Esto no parece muy estable ni es normal en todo el mundo.

En la democracia estadounidense, que fue el primer modelo de sufragio directo implementado desde 1789, este instrumento nunca ha sido utilizado para interrumpir mandatos, a pesar de las grandes crisis políticas por las que han pasado.

En Brasil, esas visiones liberales sobre la libre competencia se olvidan rápidamente cuando se trata de los intereses de grupos mediáticos privados.

Este liberalismo oportunista termina precisamente donde comienzan las necesidades corporativas y de dominación.

Somos “libres” de recibir las mismas pautas editoriales, en prácticamente todos nuestros medios de comunicación masivos, democráticamente.

Y si usted habla de adoptar leyes regulatorias básicas, idénticas a las europeas y americanas, quiere "convertir a Brasil en Venezuela".

En otras palabras, no puedes quejarte y te tiene que gustar.

Hoy en día el Poder Judicial es un actor político cotidiano en Brasil, y hemos llegado a un punto en que, imprudentemente, eso es aplaudido y celebrado.

En cualquier lugar sensato esto sería visto con la más profunda sospecha, pero aquí hasta el jefe de gabinete del juez que juzgará a Lula puede "anunciar en Facebook" que el resultado del juicio será una condena (ampliamente cuestionada por destacados juristas) sin pruebas concluyentes y objetivas.

Estamos atravesando, temporalmente, como país, una especie de apagón de razonabilidad.

Lula lidera las encuestas.

No se puede suprimir una candidatura respaldada por un amplio tejido social (es decir, millones de personas comunes) basándose en la decisión de cuatro personas en ninguna parte del planeta.

Si alguien pretende derrotar a Lula, el lugar adecuado para hacerlo, en una democracia sensata, son las urnas.

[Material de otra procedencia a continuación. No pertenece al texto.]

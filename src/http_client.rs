use std::time::Duration;

use anyhow::{Context, Result};
use reqwest::blocking::Client;

pub const USER_AGENT: &str = "Mozilla/5.0";

pub fn http_client(timeout: Duration) -> Result<Client> {
    Client::builder()
        .timeout(timeout)
        .user_agent(USER_AGENT)
        .build()
        .context("failed to build http client")
}
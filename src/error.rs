use thiserror::Error;

pub const METHOD_NOT_ALLOWED: &str = "Method not allowed";

#[derive(Error, Debug)]
pub enum OddsError {
    #[error("Method not allowed")]
    MethodNotAllowed,

    /// Upstream answered with a non-2xx status.
    #[error("API error: {reason}")]
    UpstreamStatus { status: u16, reason: String },

    /// Network, timeout, body decoding or anything else that went wrong.
    #[error("{0:#}")]
    Unexpected(#[from] anyhow::Error),
}

impl OddsError {
    pub fn upstream_status(status: reqwest::StatusCode) -> Self {
        Self::UpstreamStatus {
            status: status.as_u16(),
            reason: status.canonical_reason().unwrap_or("Unknown").to_string(),
        }
    }

    pub fn status_code(&self) -> u16 {
        match self {
            Self::MethodNotAllowed => 405,
            Self::UpstreamStatus { status, .. } => *status,
            Self::Unexpected(_) => 500,
        }
    }

    /// Whether the error body should carry a mock envelope for the client to render.
    pub fn wants_fallback(&self) -> bool {
        !matches!(self, Self::MethodNotAllowed)
    }
}

#[cfg(test)]
mod tests {
    use anyhow::anyhow;
    use reqwest::StatusCode;

    use super::OddsError;

    #[test]
    fn upstream_status_keeps_code_and_reason() {
        let err = OddsError::upstream_status(StatusCode::TOO_MANY_REQUESTS);
        assert_eq!(err.status_code(), 429);
        assert_eq!(err.to_string(), "API error: Too Many Requests");
        assert!(err.wants_fallback());
    }

    #[test]
    fn unexpected_is_500_and_shows_context_chain() {
        let err = OddsError::from(anyhow!("connection reset").context("odds request failed"));
        assert_eq!(err.status_code(), 500);
        assert_eq!(err.to_string(), "odds request failed: connection reset");
    }

    #[test]
    fn method_not_allowed_has_no_fallback() {
        let err = OddsError::MethodNotAllowed;
        assert_eq!(err.status_code(), 405);
        assert!(!err.wants_fallback());
        assert_eq!(err.to_string(), super::METHOD_NOT_ALLOWED);
    }
}
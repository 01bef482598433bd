//! # Configuration Modules
//!
//! Endpoint configuration for the portfolio pipeline. Nothing in the library
//! reads a global base URL; callers build a `PortfolioConfig` (from the
//! environment, a JSON file, or by hand) and inject it.

/// Portfolio API endpoint, timeout and retry settings.
pub mod config_portfolio;

pub use config_portfolio::{load_dotenv, ConfigError, PortfolioConfig};
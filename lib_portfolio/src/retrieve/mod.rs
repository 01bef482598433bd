//! # Data Retrieval Module
//!
//! This module provides the transport half of the portfolio pipeline: a JSON
//! HTTP client with bounded exponential backoff, and the error taxonomy every
//! layer above it reports through.
//!
//! ## Contained Modules:
//!
//! - **`ky_http`**: `ApiClient`, a `reqwest` wrapper bound to an injected base
//!   URL. GETs are retried on network failures and non-2xx statuses.
//! - **`backoff`**: `RetryPolicy` and the generic `retry_with_backoff` loop.
//! - **`error`**: `FetchError`, `ValidationError` and `Violation`.
//!
//! Callers above this layer deal only with decoded JSON and typed errors; the
//! retry schedule, header defaults and timeouts stay in here.

#![forbid(unsafe_code)]
#![warn(missing_docs, rust_2018_idioms, unused_qualifications)]

/// Retry policy and the backoff loop.
pub mod backoff;
/// Error taxonomy shared by transport and validation.
pub mod error;
/// Generic HTTP JSON client with retries for resilient network requests.
pub mod ky_http;

pub use backoff::{retry_with_backoff, RetryPolicy};
pub use error::{FetchError, ValidationError, Violation};
pub use ky_http::{ApiClient, RequestOptions, DEFAULT_TIMEOUT};
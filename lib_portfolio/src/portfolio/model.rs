//! # Portfolio Data Model
//!
//! Strongly-typed records produced by the validation layer. A value of these
//! types only exists once every field constraint has been checked, so code
//! holding a `PortfolioItem` never has to re-validate it.

use std::fmt;
use std::str::FromStr;

use serde::{Deserialize, Serialize};

/// # Portfolio Item
///
/// A single validated project record, serialized with the camelCase field
/// names used on the wire.
#[derive(Debug, Clone, PartialEq, Eq, Serialize, Deserialize)]
#[serde(rename_all = "camelCase")]
pub struct PortfolioItem {
    /// Identifier, coerced to a string (numeric ids become their decimal form).
    pub id: String,
    /// Project title, trimmed and non-empty.
    pub title: String,
    /// Absolute URL or local path of the cover image.
    pub image_url: String,
    /// Project description, trimmed, at least ten characters.
    pub description: String,
    /// Absolute URL or local path of a demo video.
    #[serde(default, skip_serializing_if = "Option::is_none")]
    pub video_url: Option<String>,
    /// Public deployment URL; may be the empty string.
    #[serde(default, skip_serializing_if = "Option::is_none")]
    pub live_url: Option<String>,
    /// Absolute URL of the source repository.
    pub github_url: String,
    /// Technologies used, in display order; never empty.
    pub technologies: Vec<String>,
    /// Free-form category; see [`PortfolioCategory`] for the known ones.
    pub category: String,
    /// Whether the project is highlighted.
    #[serde(default)]
    pub featured: bool,
}

impl PortfolioItem {
    /// The category as a known [`PortfolioCategory`], if it is one.
    pub fn known_category(&self) -> Option<PortfolioCategory> {
        self.category.parse().ok()
    }
}

/// # New Portfolio Item
///
/// The creation form of [`PortfolioItem`]: same constraints, but the server
/// assigns `id`, and `featured` and `liveUrl` may be left out.
#[derive(Debug, Clone, PartialEq, Eq, Serialize, Deserialize)]
#[serde(rename_all = "camelCase")]
pub struct NewPortfolioItem {
    /// Identifier, if the client already has one.
    #[serde(default, skip_serializing_if = "Option::is_none")]
    pub id: Option<String>,
    /// Project title, trimmed and non-empty.
    pub title: String,
    /// Absolute URL or local path of the cover image.
    pub image_url: String,
    /// Project description, trimmed, at least ten characters.
    pub description: String,
    /// Absolute URL or local path of a demo video.
    #[serde(default, skip_serializing_if = "Option::is_none")]
    pub video_url: Option<String>,
    /// Public deployment URL; may be the empty string.
    #[serde(default, skip_serializing_if = "Option::is_none")]
    pub live_url: Option<String>,
    /// Absolute URL of the source repository.
    pub github_url: String,
    /// Technologies used, in display order; never empty.
    pub technologies: Vec<String>,
    /// Free-form category.
    pub category: String,
    /// Whether the project is highlighted, if specified.
    #[serde(default, skip_serializing_if = "Option::is_none")]
    pub featured: Option<bool>,
}

/// Categories the gallery knows how to filter on.
pub const PORTFOLIO_CATEGORIES: [&str; 6] = ["frontend", "backend", "mobile", "web", "app", "system"];

/// # Portfolio Category
///
/// The known categories. Validation accepts any non-empty category; this enum
/// only exists for filtering.
#[derive(Debug, Clone, Copy, PartialEq, Eq, Hash, Serialize, Deserialize)]
#[serde(rename_all = "lowercase")]
pub enum PortfolioCategory {
    /// Browser-side work.
    Frontend,
    /// Services and APIs.
    Backend,
    /// Native or hybrid mobile apps.
    Mobile,
    /// Websites.
    Web,
    /// General applications.
    App,
    /// Systems and infrastructure.
    System,
}

impl PortfolioCategory {
    /// Every known category, in display order.
    pub const ALL: [PortfolioCategory; 6] = [
        PortfolioCategory::Frontend,
        PortfolioCategory::Backend,
        PortfolioCategory::Mobile,
        PortfolioCategory::Web,
        PortfolioCategory::App,
        PortfolioCategory::System,
    ];

    /// The wire name of the category.
    pub fn as_str(&self) -> &'static str {
        match self {
            PortfolioCategory::Frontend => "frontend",
            PortfolioCategory::Backend => "backend",
            PortfolioCategory::Mobile => "mobile",
            PortfolioCategory::Web => "web",
            PortfolioCategory::App => "app",
            PortfolioCategory::System => "system",
        }
    }
}

impl fmt::Display for PortfolioCategory {
    fn fmt(&self, f: &mut fmt::Formatter<'_>) -> fmt::Result {
        f.write_str(self.as_str())
    }
}

/// Returned when a string is not one of [`PORTFOLIO_CATEGORIES`].
#[derive(Debug, Clone, PartialEq, Eq)]
pub struct UnknownCategory(pub String);

impl fmt::Display for UnknownCategory {
    fn fmt(&self, f: &mut fmt::Formatter<'_>) -> fmt::Result {
        write!(
            f,
            "unknown category {:?} (expected one of: {})",
            self.0,
            PORTFOLIO_CATEGORIES.join(", ")
        )
    }
}

impl std::error::Error for UnknownCategory {}

impl FromStr for PortfolioCategory {
    type Err = UnknownCategory;

    fn from_str(s: &str) -> Result<Self, Self::Err> {
        PortfolioCategory::ALL
            .into_iter()
            .find(|c| c.as_str() == s)
            .ok_or_else(|| UnknownCategory(s.to_string()))
    }
}

/// `true` when `category` is one of [`PORTFOLIO_CATEGORIES`]. Case-sensitive.
pub fn is_valid_category(category: &str) -> bool {
    PORTFOLIO_CATEGORIES.contains(&category)
}

#[cfg(test)]
mod tests {
    use super::*;

    #[test]
    fn category_names_round_trip_through_from_str() {
        for (name, category) in PORTFOLIO_CATEGORIES.iter().zip(PortfolioCategory::ALL) {
            assert_eq!(name.parse::<PortfolioCategory>(), Ok(category));
            assert_eq!(category.to_string(), *name);
        }
    }

    #[test]
    fn category_check_is_case_sensitive() {
        assert!(is_valid_category("backend"));
        assert!(!is_valid_category("Backend"));
        assert!(!is_valid_category("design"));
        assert!("design".parse::<PortfolioCategory>().is_err());
    }

    #[test]
    fn serializes_with_wire_names() {
        let item = PortfolioItem {
            id: "7".into(),
            title: "Tracker".into(),
            image_url: "/img/tracker.png".into(),
            description: "Expense tracker app".into(),
            video_url: None,
            live_url: Some(String::new()),
            github_url: "https://github.com/x/tracker".into(),
            technologies: vec!["Rust".into()],
            category: "app".into(),
            featured: false,
        };
        let json = serde_json::to_value(&item).unwrap();
        assert_eq!(json["imageUrl"], "/img/tracker.png");
        assert_eq!(json["githubUrl"], "https://github.com/x/tracker");
        assert_eq!(json["liveUrl"], "");
        assert!(json.get("videoUrl").is_none());
        assert_eq!(item.known_category(), Some(PortfolioCategory::App));
    }
}
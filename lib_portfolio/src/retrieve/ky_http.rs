//! # HTTP Retrieval Utilities
//!
//! This module provides a resilient, asynchronous JSON client wrapper around `reqwest`.
//! Every GET is retried with exponential backoff on network failures and non-2xx
//! statuses, and every failure mode is normalized into [`FetchError`].

use std::time::Duration;

use reqwest::header::{HeaderMap, HeaderValue, CONTENT_TYPE};
use reqwest::{StatusCode, Url};
use serde_json::Value;
use tracing::{debug, error};

use super::backoff::{retry_with_backoff, RetryPolicy};
use super::error::FetchError;

/// Per-attempt timeout used when none is configured.
pub const DEFAULT_TIMEOUT: Duration = Duration::from_secs(10);

/// Per-call overrides for a request.
#[derive(Debug, Clone, Default)]
pub struct RequestOptions {
    /// Extra headers. They extend the client's defaults; a header with the same
    /// name as a default replaces it.
    pub headers: HeaderMap,
    /// Per-attempt timeout for this call only.
    pub timeout: Option<Duration>,
}

/// Why a single attempt failed. Both kinds are transient and retried.
#[derive(Debug)]
enum AttemptFailure {
    /// Connection refused, timeout, body read failure and the like.
    Network(reqwest::Error),
    /// The server answered with a non-2xx status.
    Status(StatusCode),
}

impl std::fmt::Display for AttemptFailure {
    fn fmt(&self, f: &mut std::fmt::Formatter<'_>) -> std::fmt::Result {
        match self {
            AttemptFailure::Network(e) => write!(f, "network error: {}", e),
            AttemptFailure::Status(s) => write!(f, "HTTP status {}", s),
        }
    }
}

/// A JSON-over-HTTP client bound to one base URL.
///
/// The base URL is injected, never global, so the same client type serves
/// production and a local mock server alike.
#[derive(Debug, Clone)]
pub struct ApiClient {
    /// The underlying HTTP client.
    inner: reqwest::Client,
    /// The base URL to which all relative paths are joined. Always ends in `/`.
    base_url: Url,
    /// Headers sent with every request unless a caller overrides them by name.
    default_headers: HeaderMap,
    /// Per-attempt timeout.
    timeout: Duration,
    /// Retry schedule for `get_json`.
    retry_policy: RetryPolicy,
}

impl ApiClient {
    /// Creates a new `ApiClient` for `base_url`.
    ///
    /// # Arguments
    /// * `base_url` - Absolute base URL (e.g. "https://api.example.com/v1").
    ///   A trailing slash is added if missing so that paths append instead of
    ///   replacing the last segment.
    /// * `timeout` - Per-attempt timeout; a timed-out attempt is retried.
    /// * `retry_policy` - Backoff schedule applied by [`ApiClient::get_json`].
    ///
    /// # Errors
    /// Returns [`FetchError::InvalidUrl`] if `base_url` is not an absolute URL.
    pub fn new(
        base_url: &str,
        timeout: Duration,
        retry_policy: RetryPolicy,
    ) -> Result<Self, FetchError> {
        let mut url = Url::parse(base_url)?;
        if !url.path().ends_with('/') {
            let path = format!("{}/", url.path());
            url.set_path(&path);
        }

        let mut default_headers = HeaderMap::new();
        default_headers.insert(CONTENT_TYPE, HeaderValue::from_static("application/json"));

        Ok(Self {
            inner: reqwest::Client::new(),
            base_url: url,
            default_headers,
            timeout,
            retry_policy,
        })
    }

    /// The normalized base URL.
    pub fn base_url(&self) -> &Url {
        &self.base_url
    }

    /// The retry schedule used by `get_json`.
    pub fn retry_policy(&self) -> &RetryPolicy {
        &self.retry_policy
    }

    /// Resolves `path` against the base URL. A leading `/` is ignored so that
    /// base URLs carrying a path prefix keep it.
    pub fn endpoint(&self, path: &str) -> Result<Url, FetchError> {
        Ok(self.base_url.join(path.trim_start_matches('/'))?)
    }

    /// Default headers merged with the caller's. Caller values win only for
    /// names they set; multi-valued caller headers are kept whole.
    fn merged_headers(&self, extra: &HeaderMap) -> HeaderMap {
        let mut merged = self.default_headers.clone();
        for name in extra.keys() {
            merged.remove(name);
        }
        for (name, value) in extra.iter() {
            merged.append(name.clone(), value.clone());
        }
        merged
    }

    /// One GET attempt. Returns the body text of a 2xx response.
    async fn attempt(
        &self,
        url: &Url,
        headers: &HeaderMap,
        timeout: Duration,
    ) -> Result<String, AttemptFailure> {
        let response = self
            .inner
            .get(url.clone())
            .headers(headers.clone())
            .timeout(timeout)
            .send()
            .await
            .map_err(AttemptFailure::Network)?;

        let status = response.status();
        if !status.is_success() {
            return Err(AttemptFailure::Status(status));
        }

        response.text().await.map_err(AttemptFailure::Network)
    }

    /// Performs a GET against `path` and decodes the body as untyped JSON.
    ///
    /// Network failures and non-2xx statuses are retried according to the
    /// client's [`RetryPolicy`]. The body is only decoded once an attempt
    /// succeeds; a decode failure is not retried.
    ///
    /// # Errors
    /// * [`FetchError::Api`] once every attempt has failed (classified).
    /// * [`FetchError::Decode`] if the body is not JSON.
    /// * [`FetchError::InvalidUrl`] if `path` cannot be joined to the base URL.
    pub async fn get_json(
        &self,
        path: &str,
        options: Option<RequestOptions>,
    ) -> Result<Value, FetchError> {
        let url = self.endpoint(path)?;
        let options = options.unwrap_or_default();
        let headers = self.merged_headers(&options.headers);
        let timeout = options.timeout.unwrap_or(self.timeout);
        let max_attempts = self.retry_policy.max_attempts();
        let operation = format!("GET {}", url);

        let outcome = retry_with_backoff(&self.retry_policy, &operation, |_| {
            self.attempt(&url, &headers, timeout)
        })
        .await;

        let body = match outcome {
            Ok(body) => body,
            Err(failure) => {
                let err = exhausted(&url, max_attempts, failure);
                error!("{}", err);
                return Err(err);
            }
        };

        let value = serde_json::from_str::<Value>(&body)?;
        debug!("GET {} succeeded ({} bytes)", url, body.len());
        Ok(value)
    }

    /// Single unretried GET against `path`; `true` iff the server answers 2xx.
    pub async fn probe(&self, path: &str) -> bool {
        let url = match self.endpoint(path) {
            Ok(url) => url,
            Err(e) => {
                debug!("Probe skipped, invalid path {:?}: {}", path, e);
                return false;
            }
        };

        match self.attempt(&url, &self.default_headers, self.timeout).await {
            Ok(_) => true,
            Err(failure) => {
                debug!("Probe of {} failed: {}", url, failure);
                false
            }
        }
    }
}

/// Turns the last attempt's failure into the classified error.
fn exhausted(url: &Url, attempts: u32, failure: AttemptFailure) -> FetchError {
    match failure {
        AttemptFailure::Status(status) => FetchError::Api {
            message: format!(
                "HTTP {} from {} after {} attempt(s)",
                status, url, attempts
            ),
            status: Some(status.as_u16()),
            source: None,
        },
        AttemptFailure::Network(e) => FetchError::Api {
            message: format!(
                "Network request to {} failed after {} attempt(s): {}",
                url, attempts, e
            ),
            status: e.status().map(|s| s.as_u16()),
            source: Some(e),
        },
    }
}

La politización del poder judicial, apoyada en circunstancias excepcionales y una manipulación flagrante, no puede ser parte del proceso democrático.

El juicio a Lula no tiene como objetivo juzgar nada, sino condenarlo e impedirle presentarse a las elecciones.

Por eso, el TRF-4 (Tribunal Federal Regional de la IV Región) agilizó siete casos y se apresuró a programarlos, muy rápidamente.

Es por eso que la jefa de gabinete del juez, que debería mantener una postura sobria y neutral, no tiene vergüenza de demostrar que las cartas ya están puestas en su contra.

Es claramente un juicio político y la historia así lo registrará.

El hecho de que a este hombre, un ex trabajador de fábrica, que fue elegido y reelegido, que dirigió los dos gobiernos más prósperos de nuestra historia y que lideraba las encuestas después de un bombardeo mediático incesante, se le haya impedido presentarse como candidato mediante acuerdos secretos.

Porque de lo contrario –y dejarán que esta duda perdure para siempre– ganaría.

Lula insistirá en ser candidato incluso después de la decisión del tribunal, que ni siquiera parece contenerse ni parecer neutral.

Lo hace muy bien, tiene razón.

Cada vez será más evidente para el público que el juego de Globo (la cadena de televisión) es impedirle tener voz y dirigirse directamente a la gente durante las elecciones.

Eso es lo que asusta a este grupo.

Para eso se hace todo lo demás.

Incluso apoyando y votando por Manuela d'Ávila, nosotros del PCdoB seguiremos declarando firmemente nuestro apoyo a la democracia y a Brasil: una elección sin Lula es un golpe.

Leonardo Giordano es concejal de Niterói y presidente del partido PCdoB en la ciudad.